Kwame Vaughn

No. 8 – PVSK Panthers
- Position: Point guard / shooting guard

Personal information
- Born: May 31, 1990 (age 35) Oakland, California, U.S.
- Listed height: 6 ft 3 in (1.91 m)
- Listed weight: 195 lb (88 kg)

Career information
- High school: Skyline (Oakland, California)
- College: San Francisco (2008–2010); Cal State Fullerton (2011–2013);
- NBA draft: 2013: undrafted
- Playing career: 2013–present

Career history
- 2013–2014: Fortitudo Agrigento
- 2014–2015: Ironi Ramat Gan
- 2015–2016: Antwerp Giants
- 2016: Ironi Nahariya
- 2016: ASVEL Basket
- 2016–2017: Skyliners Frankfurt
- 2017: Aris Thessaloniki
- 2018: Partizan
- 2018–2019: Zadar
- 2019–2020: Al-Ittihad Jeddah
- 2020–2021: Prizreni
- 2021: CSU Ploiești
- 2022: Maccabi Haifa
- 2022–2023: Astana
- 2024: Peja
- 2024–2025: Prizreni
- 2025–present: PVSK Panthers

Career highlights
- Serbian Cup winner (2018); Match des Champions winner (2016); FIBA Europe Cup Starting Five (2016);
- Stats at Basketball Reference

= Kwame Vaughn =

American basketball player (born 1990)

Kwame Donte Vaughn (born May 31, 1990) is an American professional basketball player for PVSK Panthers. He is a 1.91 m tall point guard-shooting guard. He finished his college basketball career at Cal State Fullerton.

==High school==
Vaughn attended Skyline High School, in Oakland, California, where he played high school basketball.

==College career==
Vaughn played NCAA Division I college basketball at the University of San Francisco, with the San Francisco Dons, from 2008 to 2010. He then played college basketball at Cal State Fullerton, with the Cal State Fullerton Titans, from 2011 to 2013.

==Professional career==
On August 26, 2013, Vaughn signed with Italian Serie A2 club Fortitudo Agrigento for the 2013–14 season. For the 2014–15 season he moved to the Israeli Liga Leumit club Ironi Ramat Gan.

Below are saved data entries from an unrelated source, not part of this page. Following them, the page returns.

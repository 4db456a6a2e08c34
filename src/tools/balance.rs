// src/tools/balance.rs

use ethers::utils::format_ether;
use serde::Serialize;
use thiserror::Error;
use tracing::debug;

use super::{GetBalanceInput, ToolError};
use crate::{chains, utils, wallet::WalletProvider};

#[derive(Debug, Clone, Serialize)]
pub struct BalanceOutput {
    pub address: String,
    pub chain_id: u64,
    /// Balance in wei as a decimal string
    pub wei: String,
    pub formatted: String,
    pub symbol: &'static str,
    pub decimals: u8,
}

#[derive(Error, Debug, PartialEq, Eq)]
pub enum ChainLookupError {
    #[error("Unsupported chain: {0}")]
    Unknown(String),
    #[error("No chain specified and no active chain")]
    Missing,
}

impl From<ChainLookupError> for ToolError {
    fn from(err: ChainLookupError) -> Self {
        match err {
            ChainLookupError::Unknown(name) => ToolError::UnknownChain(name),
            ChainLookupError::Missing => ToolError::NoChain,
        }
    }
}

/// Resolve the chain a request targets: explicit name, then explicit id,
/// then the wallet's active chain.
pub async fn resolve_chain(
    wallet: &dyn WalletProvider,
    chain_name: Option<&str>,
    chain_id: Option<u64>,
) -> Result<u64, ChainLookupError> {
    if let Some(name) = chain_name.filter(|name| !name.trim().is_empty()) {
        return chains::chain_id_for_name(name)
            .ok_or_else(|| ChainLookupError::Unknown(name.to_string()));
    }
    if let Some(id) = chain_id {
        return Ok(id);
    }
    wallet.chain_id().await.ok_or(ChainLookupError::Missing)
}

/// `get_balance`: native balance of the given (or connected) address
pub async fn get_balance(
    wallet: &dyn WalletProvider,
    input: &GetBalanceInput,
) -> Result<BalanceOutput, ToolError> {
    let chain_id = resolve_chain(wallet, input.chain_name.as_deref(), input.chain_id).await?;

    let address = match input.address.as_deref().filter(|a| !a.trim().is_empty()) {
        Some(raw) => utils::parse_address(raw)?,
        None => wallet.account().await.ok_or(ToolError::NoAddress)?,
    };

    debug!("Fetching balance of {:?} on chain {}", address, chain_id);
    let wei = wallet.get_balance(chain_id, address).await?;

    Ok(BalanceOutput {
        address: utils::checksum(&address),
        chain_id,
        wei: wei.to_string(),
        formatted: format_ether(wei),
        symbol: "ETH",
        decimals: 18,
    })
}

On August 5, 2015, Vaughn signed with Belgian club Antwerp Giants. On April 12, 2016, Antwerp has terminated the deal with Vaughn for disciplinary reasons. Three days later, he signed with Israeli club Ironi Nahariya for the rest of the season.

In July 2016, Vaughn joined the Philadelphia 76ers' summer league squad, for the 2016 NBA Summer League. On July 13, 2016, Vaughn signed with ASVEL Basket of the French LNB Pro A. On October 14, 2016, he moved to the German club Skyliners Frankfurt for the rest of the season.

On September 4, 2017, Vaughn signed a one-year deal with Greek club Aris Thessaloniki. In late November 2017, he was released by Aris. On January 14, 2018, he signed with Serbian club Partizan for the rest of the 2017–18 season.
On November 18, 2018, he signed with Croatian club Zadar for the rest of the 2018–19 season. In March 2019, he left Zadar.

In 2021, Vaughn joined CSU Ploiești of the Romanian league, but left the team in November after averaging 15.3 points, 4.0 rebounds, and 3.3 assists per game. On January 11, 2022, Vaughn signed with Maccabi Haifa from the Israeli Basketball National League.

On November 19, 2022, he signed with BC Astana of the Kazakhstan Basketball Championship and the VTB United League.